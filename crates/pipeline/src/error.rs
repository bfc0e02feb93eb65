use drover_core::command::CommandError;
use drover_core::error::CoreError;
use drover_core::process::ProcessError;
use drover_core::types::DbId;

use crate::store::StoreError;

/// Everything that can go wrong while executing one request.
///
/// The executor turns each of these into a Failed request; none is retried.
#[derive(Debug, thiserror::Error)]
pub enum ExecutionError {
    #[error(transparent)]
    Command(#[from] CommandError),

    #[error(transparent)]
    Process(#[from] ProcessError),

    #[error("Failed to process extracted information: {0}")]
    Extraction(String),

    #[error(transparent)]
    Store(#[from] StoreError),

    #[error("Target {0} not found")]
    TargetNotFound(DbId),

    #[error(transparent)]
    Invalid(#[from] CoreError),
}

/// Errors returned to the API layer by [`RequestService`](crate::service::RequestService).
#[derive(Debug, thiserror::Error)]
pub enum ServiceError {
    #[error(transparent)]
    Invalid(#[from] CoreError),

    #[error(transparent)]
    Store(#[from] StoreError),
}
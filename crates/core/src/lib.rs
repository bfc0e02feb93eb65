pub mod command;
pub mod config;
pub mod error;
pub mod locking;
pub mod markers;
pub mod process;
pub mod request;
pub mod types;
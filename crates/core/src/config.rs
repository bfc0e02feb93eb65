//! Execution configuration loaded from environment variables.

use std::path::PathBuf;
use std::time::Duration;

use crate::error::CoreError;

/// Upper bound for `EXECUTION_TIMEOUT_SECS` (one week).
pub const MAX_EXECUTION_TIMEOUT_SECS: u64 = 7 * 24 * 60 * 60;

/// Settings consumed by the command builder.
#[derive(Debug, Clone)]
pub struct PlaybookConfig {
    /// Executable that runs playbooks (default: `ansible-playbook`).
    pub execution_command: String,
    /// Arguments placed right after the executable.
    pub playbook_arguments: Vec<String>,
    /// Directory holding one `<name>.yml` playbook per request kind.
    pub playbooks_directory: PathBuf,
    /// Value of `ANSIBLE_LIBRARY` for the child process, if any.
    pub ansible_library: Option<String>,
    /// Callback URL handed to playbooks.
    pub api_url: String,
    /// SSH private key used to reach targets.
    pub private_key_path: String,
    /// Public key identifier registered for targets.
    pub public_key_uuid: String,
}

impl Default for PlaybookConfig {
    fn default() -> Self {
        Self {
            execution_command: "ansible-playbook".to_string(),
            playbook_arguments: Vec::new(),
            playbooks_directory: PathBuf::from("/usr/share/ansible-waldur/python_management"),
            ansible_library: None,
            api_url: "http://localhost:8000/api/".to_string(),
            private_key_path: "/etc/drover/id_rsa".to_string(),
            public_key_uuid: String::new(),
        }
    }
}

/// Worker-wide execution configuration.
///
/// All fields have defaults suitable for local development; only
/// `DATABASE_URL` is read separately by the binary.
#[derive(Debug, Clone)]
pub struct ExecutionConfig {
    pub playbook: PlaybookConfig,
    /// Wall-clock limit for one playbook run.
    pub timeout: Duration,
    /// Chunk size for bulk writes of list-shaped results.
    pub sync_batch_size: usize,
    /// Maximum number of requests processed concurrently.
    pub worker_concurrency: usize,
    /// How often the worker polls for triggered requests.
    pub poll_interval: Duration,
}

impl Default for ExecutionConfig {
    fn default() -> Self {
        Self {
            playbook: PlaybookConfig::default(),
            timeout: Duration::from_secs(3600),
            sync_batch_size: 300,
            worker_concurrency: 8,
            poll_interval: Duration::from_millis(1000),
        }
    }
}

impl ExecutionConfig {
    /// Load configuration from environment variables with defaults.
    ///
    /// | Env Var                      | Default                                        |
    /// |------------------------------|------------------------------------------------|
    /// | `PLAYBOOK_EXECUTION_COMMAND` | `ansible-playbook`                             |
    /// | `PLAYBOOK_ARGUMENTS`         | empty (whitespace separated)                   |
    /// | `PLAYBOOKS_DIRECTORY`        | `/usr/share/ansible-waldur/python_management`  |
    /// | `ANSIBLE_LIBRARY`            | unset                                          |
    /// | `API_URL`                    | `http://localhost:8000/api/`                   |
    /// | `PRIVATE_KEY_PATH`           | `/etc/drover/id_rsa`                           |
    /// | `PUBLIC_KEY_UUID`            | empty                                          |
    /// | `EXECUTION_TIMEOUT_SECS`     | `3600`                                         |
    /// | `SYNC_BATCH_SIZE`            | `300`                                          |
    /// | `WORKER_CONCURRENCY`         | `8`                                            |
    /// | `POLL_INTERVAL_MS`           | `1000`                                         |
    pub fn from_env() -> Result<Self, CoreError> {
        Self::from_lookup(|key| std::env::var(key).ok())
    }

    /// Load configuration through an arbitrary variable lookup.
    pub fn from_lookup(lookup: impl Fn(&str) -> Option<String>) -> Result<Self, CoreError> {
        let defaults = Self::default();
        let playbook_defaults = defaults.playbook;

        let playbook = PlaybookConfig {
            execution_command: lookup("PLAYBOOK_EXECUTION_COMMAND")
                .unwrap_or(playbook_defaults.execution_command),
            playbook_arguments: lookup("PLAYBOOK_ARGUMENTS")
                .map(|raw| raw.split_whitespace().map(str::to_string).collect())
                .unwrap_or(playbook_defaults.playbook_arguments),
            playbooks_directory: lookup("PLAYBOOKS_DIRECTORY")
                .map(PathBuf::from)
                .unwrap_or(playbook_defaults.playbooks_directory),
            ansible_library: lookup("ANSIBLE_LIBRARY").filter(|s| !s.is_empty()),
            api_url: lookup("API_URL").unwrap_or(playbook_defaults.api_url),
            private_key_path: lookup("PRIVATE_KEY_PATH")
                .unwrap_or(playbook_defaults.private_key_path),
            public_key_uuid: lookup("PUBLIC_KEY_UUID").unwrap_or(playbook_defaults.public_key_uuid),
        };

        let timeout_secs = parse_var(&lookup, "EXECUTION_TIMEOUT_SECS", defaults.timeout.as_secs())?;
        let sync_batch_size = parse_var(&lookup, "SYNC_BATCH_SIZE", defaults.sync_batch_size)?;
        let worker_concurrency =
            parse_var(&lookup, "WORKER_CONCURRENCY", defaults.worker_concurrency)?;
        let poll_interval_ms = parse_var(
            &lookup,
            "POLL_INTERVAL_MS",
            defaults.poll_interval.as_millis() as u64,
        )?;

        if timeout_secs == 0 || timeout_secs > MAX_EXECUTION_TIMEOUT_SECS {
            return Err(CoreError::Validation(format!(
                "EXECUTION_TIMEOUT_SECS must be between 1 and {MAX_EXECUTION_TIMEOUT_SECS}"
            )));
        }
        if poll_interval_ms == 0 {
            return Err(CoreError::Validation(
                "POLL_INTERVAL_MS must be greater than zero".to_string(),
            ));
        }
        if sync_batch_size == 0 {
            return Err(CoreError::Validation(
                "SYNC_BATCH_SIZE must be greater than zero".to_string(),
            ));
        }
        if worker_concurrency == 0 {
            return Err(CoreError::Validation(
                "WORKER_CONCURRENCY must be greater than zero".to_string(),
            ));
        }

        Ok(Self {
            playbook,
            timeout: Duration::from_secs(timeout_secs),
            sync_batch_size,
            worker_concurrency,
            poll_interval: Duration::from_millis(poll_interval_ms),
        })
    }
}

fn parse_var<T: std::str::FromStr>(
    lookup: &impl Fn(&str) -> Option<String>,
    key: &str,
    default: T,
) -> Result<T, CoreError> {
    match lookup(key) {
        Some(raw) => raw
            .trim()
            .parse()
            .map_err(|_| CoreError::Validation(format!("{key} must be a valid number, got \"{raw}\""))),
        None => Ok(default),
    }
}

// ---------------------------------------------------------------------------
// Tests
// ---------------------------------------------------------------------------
====
Required work ▸ Please reproduce all of the material exactly.

Exercise output ▸
filename crates/pipeline/src/error.rs
repository bfc0e02feb93eb65
use drover_core::command::CommandError;
use drover_core::error::CoreError;
use drover_core::process::ProcessError;
use drover_core::types::DbId;

use crate::store::StoreError;

/// Everything that can go wrong while executing one request.
///
/// The executor turns each of these into a Failed request; none is retried.
#[derive(Debug, thiserror::Error)]
pub enum ExecutionError {
    #[error(transparent)]
    Command(#[from] CommandError),

    #[error(transparent)]
    Process(#[from] ProcessError),

    #[error("Failed to process extracted information: {0}")]
    Extraction(String),

    #[error(transparent)]
    Store(#[from] StoreError),

    #[error("Target {0} not found")]
    TargetNotFound(DbId),

    #[error(transparent)]
    Invalid(#[from] CoreError),
}

/// Errors returned to the API layer by [`RequestService`](crate::service::RequestService).
#[derive(Debug, thiserror::Error)]
pub enum ServiceError {
    #[error(transparent)]
    Invalid(#[from] CoreError),

    #[error(transparent)]
    Store(#[from] StoreError),
}
filename crates/core/src/lib.rs
repository bfc0e02feb93eb65
pub mod command;
pub mod config;
pub mod error;
pub mod locking;
pub mod markers;
pub mod process;
pub mod request;
pub mod types;
filename crates/core/src/config.rs
repository bfc0e02feb93eb65
//! Execution configuration loaded from environment variables.

use std::path::PathBuf;
use std::time::Duration;

use crate::error::CoreError;

/// Upper bound for `EXECUTION_TIMEOUT_SECS` (one week).
pub const MAX_EXECUTION_TIMEOUT_SECS: u64 = 7 * 24 * 60 * 60;

/// Settings consumed by the command builder.
#[derive(Debug, Clone)]
pub struct PlaybookConfig {
    /// Executable that runs playbooks (default: `ansible-playbook`).
    pub execution_command: String,
    /// Arguments placed right after the executable.
    pub playbook_arguments: Vec<String>,
    /// Directory holding one `<name>.yml` playbook per request kind.
    pub playbooks_directory: PathBuf,
    /// Value of `ANSIBLE_LIBRARY` for the child process, if any.
    pub ansible_library: Option<String>,
    /// Callback URL handed to playbooks.
    pub api_url: String,
    /// SSH private key used to reach targets.
    pub private_key_path: String,
    /// Public key identifier registered for targets.
    pub public_key_uuid: String,
}

impl Default for PlaybookConfig {
    fn default() -> Self {
        Self {
            execution_command: "ansible-playbook".to_string(),
            playbook_arguments: Vec::new(),
            playbooks_directory: PathBuf::from("/usr/share/ansible-waldur/python_management"),
            ansible_library: None,
            api_url: "http://localhost:8000/api/".to_string(),
            private_key_path: "/etc/drover/id_rsa".to_string(),
            public_key_uuid: String::new(),
        }
    }
}

/// Worker-wide execution configuration.
///
/// All fields have defaults suitable for local development; only
/// `DATABASE_URL` is read separately by the binary.
#[derive(Debug, Clone)]
pub struct ExecutionConfig {
    pub playbook: PlaybookConfig,
    /// Wall-clock limit for one playbook run.
    pub timeout: Duration,
    /// Chunk size for bulk writes of list-shaped results.
    pub sync_batch_size: usize,
    /// Maximum number of requests processed concurrently.
    pub worker_concurrency: usize,
    /// How often the worker polls for triggered requests.
    pub poll_interval: Duration,
}

impl Default for ExecutionConfig {
    fn default() -> Self {
        Self {
            playbook: PlaybookConfig::default(),
            timeout: Duration::from_secs(3600),
            sync_batch_size: 300,
            worker_concurrency: 8,
            poll_interval: Duration::from_millis(1000),
        }
    }
}

impl ExecutionConfig {
    /// Load configuration from environment variables with defaults.
    ///
    /// | Env Var                      | Default                                        |
    /// |------------------------------|------------------------------------------------|
    /// | `PLAYBOOK_EXECUTION_COMMAND` | `ansible-playbook`                             |
    /// | `PLAYBOOK_ARGUMENTS`         | empty (whitespace separated)                   |
    /// | `PLAYBOOKS_DIRECTORY`        | `/usr/share/ansible-waldur/python_management`  |
    /// | `ANSIBLE_LIBRARY`            | unset                                          |
    /// | `API_URL`                    | `http://localhost:8000/api/`                   |
    /// | `PRIVATE_KEY_PATH`           | `/etc/drover/id_rsa`                           |
    /// | `PUBLIC_KEY_UUID`            | empty                                          |
    /// | `EXECUTION_TIMEOUT_SECS`     | `3600`                                         |
    /// | `SYNC_BATCH_SIZE`            | `300`                                          |
    /// | `WORKER_CONCURRENCY`         | `8`                                            |
    /// | `POLL_INTERVAL_MS`           | `1000`                                         |
    pub fn from_env() -> Result<Self, CoreError> {
        Self::from_lookup(|key| std::env::var(key).ok())
    }

    /// Load configuration through an arbitrary variable lookup.
    pub fn from_lookup(lookup: impl Fn(&str) -> Option<String>) -> Result<Self, CoreError> {
        let defaults = Self::default();
        let playbook_defaults = defaults.playbook;

        let playbook = PlaybookConfig {
            execution_command: lookup("PLAYBOOK_EXECUTION_COMMAND")
                .unwrap_or(playbook_defaults.execution_command),
            playbook_arguments: lookup("PLAYBOOK_ARGUMENTS")
                .map(|raw| raw.split_whitespace().map(str::to_string).collect())
                .unwrap_or(playbook_defaults.playbook_arguments),
            playbooks_directory: lookup("PLAYBOOKS_DIRECTORY")
                .map(PathBuf::from)
                .unwrap_or(playbook_defaults.playbooks_directory),
            ansible_library: lookup("ANSIBLE_LIBRARY").filter(|s| !s.is_empty()),
            api_url: lookup("API_URL").unwrap_or(playbook_defaults.api_url),
            private_key_path: lookup("PRIVATE_KEY_PATH")
                .unwrap_or(playbook_defaults.private_key_path),
            public_key_uuid: lookup("PUBLIC_KEY_UUID").unwrap_or(playbook_defaults.public_key_uuid),
        };

        let timeout_secs = parse_var(&lookup, "EXECUTION_TIMEOUT_SECS", defaults.timeout.as_secs())?;
        let sync_batch_size = parse_var(&lookup, "SYNC_BATCH_SIZE", defaults.sync_batch_size)?;
        let worker_concurrency =
            parse_var(&lookup, "WORKER_CONCURRENCY", defaults.worker_concurrency)?;
        let poll_interval_ms = parse_var(
            &lookup,
            "POLL_INTERVAL_MS",
            defaults.poll_interval.as_millis() as u64,
        )?;

        if timeout_secs == 0 || timeout_secs > MAX_EXECUTION_TIMEOUT_SECS {
            return Err(CoreError::Validation(format!(
                "EXECUTION_TIMEOUT_SECS must be between 1 and {MAX_EXECUTION_TIMEOUT_SECS}"
            )));
        }
        if poll_interval_ms == 0 {
            return Err(CoreError::Validation(
                "POLL_INTERVAL_MS must be greater than zero".to_string(),
            ));
        }
        if sync_batch_size == 0 {
            return Err(CoreError::Validation(
                "SYNC_BATCH_SIZE must be greater than zero".to_string(),
            ));
        }
        if worker_concurrency == 0 {
            return Err(CoreError::Validation(
                "WORKER_CONCURRENCY must be greater than zero".to_string(),
            ));
        }

        Ok(Self {
            playbook,
            timeout: Duration::from_secs(timeout_secs),
            sync_batch_size,
            worker_concurrency,
            poll_interval: Duration::from_millis(poll_interval_ms),
        })
    }
}

fn parse_var<T: std::str::FromStr>(
    lookup: &impl Fn(&str) -> Option<String>,
    key: &str,
    default: T,
) -> Result<T, CoreError> {
    match lookup(key) {
        Some(raw) => raw
            .trim()
            .parse()
            .map_err(|_| CoreError::Validation(format!("{key} must be a valid number, got \"{raw}\""))),
        None => Ok(default),
    }
}

// ---------------------------------------------------------------------------
// Tests
// ---------------------------------------------------------------------------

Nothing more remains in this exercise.